### Exercise details
Should a line in the entries below contain "trace", return that line.

··· Provided data ···

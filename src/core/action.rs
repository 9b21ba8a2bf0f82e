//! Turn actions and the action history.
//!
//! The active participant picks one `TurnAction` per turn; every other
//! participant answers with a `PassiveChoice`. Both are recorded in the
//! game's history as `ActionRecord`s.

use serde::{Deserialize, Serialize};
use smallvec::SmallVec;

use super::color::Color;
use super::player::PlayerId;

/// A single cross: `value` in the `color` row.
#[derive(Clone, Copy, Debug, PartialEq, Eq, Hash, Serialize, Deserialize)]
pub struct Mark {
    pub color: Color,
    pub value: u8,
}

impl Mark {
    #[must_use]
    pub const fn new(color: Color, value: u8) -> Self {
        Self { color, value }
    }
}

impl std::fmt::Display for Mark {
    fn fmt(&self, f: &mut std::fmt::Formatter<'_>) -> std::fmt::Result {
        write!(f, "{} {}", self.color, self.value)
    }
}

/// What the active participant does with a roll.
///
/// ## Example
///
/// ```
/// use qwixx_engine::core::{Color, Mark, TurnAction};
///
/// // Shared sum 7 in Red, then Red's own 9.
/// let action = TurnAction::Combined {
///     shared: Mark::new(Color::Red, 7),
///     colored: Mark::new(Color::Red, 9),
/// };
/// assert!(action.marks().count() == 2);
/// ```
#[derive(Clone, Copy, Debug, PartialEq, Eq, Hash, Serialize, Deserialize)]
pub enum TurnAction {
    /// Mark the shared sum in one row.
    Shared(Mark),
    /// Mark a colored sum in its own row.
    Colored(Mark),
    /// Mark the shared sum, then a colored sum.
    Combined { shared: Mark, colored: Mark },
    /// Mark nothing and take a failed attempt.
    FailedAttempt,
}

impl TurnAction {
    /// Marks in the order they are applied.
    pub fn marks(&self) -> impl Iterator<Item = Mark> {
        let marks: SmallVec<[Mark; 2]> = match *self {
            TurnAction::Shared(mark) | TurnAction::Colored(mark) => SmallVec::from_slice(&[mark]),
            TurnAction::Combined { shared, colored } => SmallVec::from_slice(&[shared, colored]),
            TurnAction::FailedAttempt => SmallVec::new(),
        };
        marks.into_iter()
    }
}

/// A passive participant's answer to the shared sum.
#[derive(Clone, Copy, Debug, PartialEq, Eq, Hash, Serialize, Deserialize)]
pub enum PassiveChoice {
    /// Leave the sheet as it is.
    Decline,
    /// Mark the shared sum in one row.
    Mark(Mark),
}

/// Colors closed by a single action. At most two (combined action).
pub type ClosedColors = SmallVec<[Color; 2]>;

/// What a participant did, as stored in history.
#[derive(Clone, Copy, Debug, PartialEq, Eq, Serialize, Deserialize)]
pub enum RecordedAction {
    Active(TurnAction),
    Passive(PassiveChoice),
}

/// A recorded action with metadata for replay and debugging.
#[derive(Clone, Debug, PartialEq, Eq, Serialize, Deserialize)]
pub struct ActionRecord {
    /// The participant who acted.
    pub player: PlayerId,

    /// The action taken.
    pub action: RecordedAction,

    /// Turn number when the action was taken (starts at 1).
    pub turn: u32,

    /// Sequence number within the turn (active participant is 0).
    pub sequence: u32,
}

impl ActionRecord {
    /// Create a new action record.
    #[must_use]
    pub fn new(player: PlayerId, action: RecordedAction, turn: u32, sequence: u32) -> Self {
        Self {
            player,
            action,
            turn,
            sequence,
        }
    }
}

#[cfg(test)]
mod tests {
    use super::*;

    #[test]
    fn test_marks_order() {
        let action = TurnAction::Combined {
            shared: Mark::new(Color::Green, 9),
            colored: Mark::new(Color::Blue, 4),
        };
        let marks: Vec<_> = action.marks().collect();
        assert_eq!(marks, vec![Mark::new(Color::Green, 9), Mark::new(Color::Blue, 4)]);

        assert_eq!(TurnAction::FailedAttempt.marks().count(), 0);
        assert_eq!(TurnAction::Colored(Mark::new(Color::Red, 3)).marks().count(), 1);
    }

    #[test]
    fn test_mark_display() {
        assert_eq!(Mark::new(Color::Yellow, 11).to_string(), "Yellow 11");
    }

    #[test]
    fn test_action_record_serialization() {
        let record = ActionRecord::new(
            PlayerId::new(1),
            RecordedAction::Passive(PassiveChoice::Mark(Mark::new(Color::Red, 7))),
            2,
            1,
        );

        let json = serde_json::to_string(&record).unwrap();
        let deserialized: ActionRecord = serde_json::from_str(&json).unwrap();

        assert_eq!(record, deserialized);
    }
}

···
··· Provided data ···

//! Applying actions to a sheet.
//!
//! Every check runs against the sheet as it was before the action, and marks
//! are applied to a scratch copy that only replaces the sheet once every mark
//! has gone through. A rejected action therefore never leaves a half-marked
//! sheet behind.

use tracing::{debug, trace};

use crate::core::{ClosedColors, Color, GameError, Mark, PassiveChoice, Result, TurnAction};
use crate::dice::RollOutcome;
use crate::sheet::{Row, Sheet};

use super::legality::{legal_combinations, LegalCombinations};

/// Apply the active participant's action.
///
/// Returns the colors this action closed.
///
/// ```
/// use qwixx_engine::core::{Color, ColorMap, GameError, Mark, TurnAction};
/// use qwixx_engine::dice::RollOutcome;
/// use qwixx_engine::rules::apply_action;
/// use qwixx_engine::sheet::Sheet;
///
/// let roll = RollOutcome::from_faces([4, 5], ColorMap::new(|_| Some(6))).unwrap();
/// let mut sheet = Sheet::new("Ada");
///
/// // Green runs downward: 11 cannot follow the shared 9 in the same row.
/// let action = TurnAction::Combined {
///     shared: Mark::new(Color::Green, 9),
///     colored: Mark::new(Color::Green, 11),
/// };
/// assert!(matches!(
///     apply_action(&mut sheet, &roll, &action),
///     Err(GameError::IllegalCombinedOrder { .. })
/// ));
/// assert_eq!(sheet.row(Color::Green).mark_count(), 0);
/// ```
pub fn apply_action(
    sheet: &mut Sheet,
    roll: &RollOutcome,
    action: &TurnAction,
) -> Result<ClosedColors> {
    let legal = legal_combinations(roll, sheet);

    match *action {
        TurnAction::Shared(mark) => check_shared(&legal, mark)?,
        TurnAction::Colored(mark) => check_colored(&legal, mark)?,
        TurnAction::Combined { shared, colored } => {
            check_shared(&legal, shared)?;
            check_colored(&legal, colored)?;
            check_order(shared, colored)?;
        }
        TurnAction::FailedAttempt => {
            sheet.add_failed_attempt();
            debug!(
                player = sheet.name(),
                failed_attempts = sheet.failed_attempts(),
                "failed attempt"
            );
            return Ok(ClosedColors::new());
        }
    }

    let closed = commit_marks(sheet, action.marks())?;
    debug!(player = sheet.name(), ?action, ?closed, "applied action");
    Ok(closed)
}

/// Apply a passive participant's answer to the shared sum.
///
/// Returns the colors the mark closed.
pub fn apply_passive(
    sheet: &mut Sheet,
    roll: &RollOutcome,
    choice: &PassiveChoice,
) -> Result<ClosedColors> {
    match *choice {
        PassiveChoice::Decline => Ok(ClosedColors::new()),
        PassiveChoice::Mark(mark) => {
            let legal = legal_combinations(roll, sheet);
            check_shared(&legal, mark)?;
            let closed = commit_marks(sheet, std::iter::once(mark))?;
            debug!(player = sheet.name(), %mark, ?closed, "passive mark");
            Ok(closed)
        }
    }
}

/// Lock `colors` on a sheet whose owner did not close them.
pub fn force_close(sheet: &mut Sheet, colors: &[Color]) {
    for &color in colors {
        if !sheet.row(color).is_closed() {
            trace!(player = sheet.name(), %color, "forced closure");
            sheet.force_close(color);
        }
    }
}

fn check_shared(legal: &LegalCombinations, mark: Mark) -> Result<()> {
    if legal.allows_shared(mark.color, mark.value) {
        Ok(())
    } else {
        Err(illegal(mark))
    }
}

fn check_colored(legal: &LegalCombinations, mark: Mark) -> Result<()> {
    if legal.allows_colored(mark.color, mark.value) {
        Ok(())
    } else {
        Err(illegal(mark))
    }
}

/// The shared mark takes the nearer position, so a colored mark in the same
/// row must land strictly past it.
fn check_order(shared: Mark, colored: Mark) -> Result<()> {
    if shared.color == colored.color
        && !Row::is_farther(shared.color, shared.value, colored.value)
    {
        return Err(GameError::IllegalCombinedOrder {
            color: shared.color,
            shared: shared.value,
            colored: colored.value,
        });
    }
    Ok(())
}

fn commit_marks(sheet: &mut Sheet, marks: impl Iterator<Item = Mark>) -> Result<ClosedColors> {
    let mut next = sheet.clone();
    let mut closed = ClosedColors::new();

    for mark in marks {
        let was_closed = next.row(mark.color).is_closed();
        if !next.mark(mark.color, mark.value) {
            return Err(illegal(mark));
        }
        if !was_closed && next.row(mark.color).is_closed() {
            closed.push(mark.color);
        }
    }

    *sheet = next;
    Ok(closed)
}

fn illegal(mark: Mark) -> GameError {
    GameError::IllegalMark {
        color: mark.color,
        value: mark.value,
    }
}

···

### Answer for the task
use tracing::{debug, trace};
            trace!(player = sheet.name(), %color, "forced closure");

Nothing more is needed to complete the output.